April 14 (Bloomberg) -- The health law will cost $104 billion less over the next decade, the Congressional Budget Office said after premiums for private Obamacare plans came in lower than the agency expected.
The premium for a benchmark “silver” level plan, the second-most generous available, will average $4,400 in 2016, the CBO said today in a report – 15 percent less than it forecast in 2009. The budget office reports regularly on the economic effects of the law.
About 6 million people on average are expected to be enrolled in 2014 in private health plans through insurance exchanges created by the Patient Protection and Affordable Care Act, the budget agency said. The U.S. health secretary, Kathleen Sebelius, said last week that 7.5 million people signed up for private plans with enrollment set to end tomorrow.
White House press secretary Jay Carney called the CBO report “welcome news.”
“It shows that marketplace health-care costs have gone down, because premium estimates have gone down,” he told reporters in a briefing.
Sebelius’s enrollment figure exceeded an initial CBO estimate of 7 million made before the exchanges opened Oct. 1 and technology failures prevented millions from immediately signing up. In February, the agency revised its estimate to 6 million.
Imprecise statistics
The estimate “cannot be compared directly with the number of people who have enrolled through the exchanges as of any given date,” according to the CBO report. “The number of people who will have coverage through the exchanges in 2014 will not be known precisely until after the year has ended.”
President Barack Obama on April 11 credited Sebelius with the turn-around when he announced his nominee to replace her, White House budget director Sylvia Mathews Burwell.
The CBO’s latest estimate is for all of 2014 and includes people who are able to sign up or leave coverage after April 15 because of life-changing events such as marriage or losing a job. The agency said that 7 million would also join Medicaid, the government program for low-income people that is being expanded in 26 states, a decrease of 1 million since February.
The total number of people enrolled in exchange plans at any point during the year may be higher than the CBO’s estimate of 6 million on average “because some people will be covered for only part of the year,” the budget agency said in a report.
Declining subsidies
The agency said it reduced its estimate of the cost of the program because it anticipates the government will provide less in subsidies that help people pay premiums for the Affordable Care Act plans. The government will pay $17 billion this year, a $3 billion decrease from its February estimate, the agency said. The aid, available to people earning less than four times the poverty level, or about $95,000 for a family of four, will cost about $1 trillion through 2024, the CBO said in its report, a reduction of about $200 billion since February.

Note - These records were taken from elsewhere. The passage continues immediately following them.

//! Record normalizer
//!
//! Maps a raw record from either source layout onto [`NormalizedRecord`].
//! Required fields must resolve or the record is rejected; optional fields
//! that are absent, null or not coercible become unset.

use evmerge_common::models::{fields, NormalizedRecord, RawRecord};
use evmerge_common::{Error, Result};

/// Normalize one raw record
///
/// # Errors
/// `Error::SchemaViolation` naming the first required field that is missing.
pub fn normalize(record: &RawRecord) -> Result<NormalizedRecord> {
    Ok(NormalizedRecord {
        year: record.integer(fields::YEAR).ok_or_else(|| missing(fields::YEAR))?,
        make: required_text(record, fields::MAKE)?,
        model: required_text(record, fields::MODEL)?,
        size: required_text(record, fields::SIZE)?,
        vehicle_type: required_text(record, fields::TYPE)?,
        kw: record.number(fields::KW),
        city_kwh: record.number(fields::CITY_KWH),
        hwy_kwh: record.number(fields::HWY_KWH),
        comb_kwh: record.number(fields::COMB_KWH),
        city_le: record.number(fields::CITY_LE),
        hwy_le: record.number(fields::HWY_LE),
        comb_le: record.number(fields::COMB_LE),
        g_per_km: record.number(fields::G_PER_KM),
        rating: record.text(fields::RATING),
        km: record.integer(fields::KM),
        time_h: record.number(fields::TIME_H),
    })
}

fn required_text(record: &RawRecord, names: &[&str]) -> Result<String> {
    record.text(names).ok_or_else(|| missing(names))
}

fn missing(names: &[&str]) -> Error {
    Error::SchemaViolation(format!("missing required field {}", names[0]))
}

The budget office said premiums are expected to rise more rapidly after 2016, at about a 6 percent annual rate, to $6,900 on average for the benchmark silver-level plan in 2024.
While the Medicaid expansion is expected to cost $20 billion in the first year, an increase of $1 billion from the February estimate, the projected cost of $792 billion through 2024 is unchanged.
The CBO said it expects fewer Americans and employers to pay fines to the government for not carrying insurance or offering it to their workers, a loss of revenue that somewhat offsets the reduction in the cost of subsidies.
Penalty revenue
Penalty payments for violating the law’s requirement that people carry insurance, known as the individual mandate, will total $46 billion in the next decade from an estimate of $52 billion in February. Revenue expected to be collected from employers that refuse to offer insurance totals $139 billion over a decade compared with $151 billion forecast in February.
Many people who refuse to buy insurance this year will be able to avoid paying fines because of a series of exceptions the Obama administration has created. The same is true for businesses, which aren’t required to cover any of their workers next year unless they employ 100 people or more.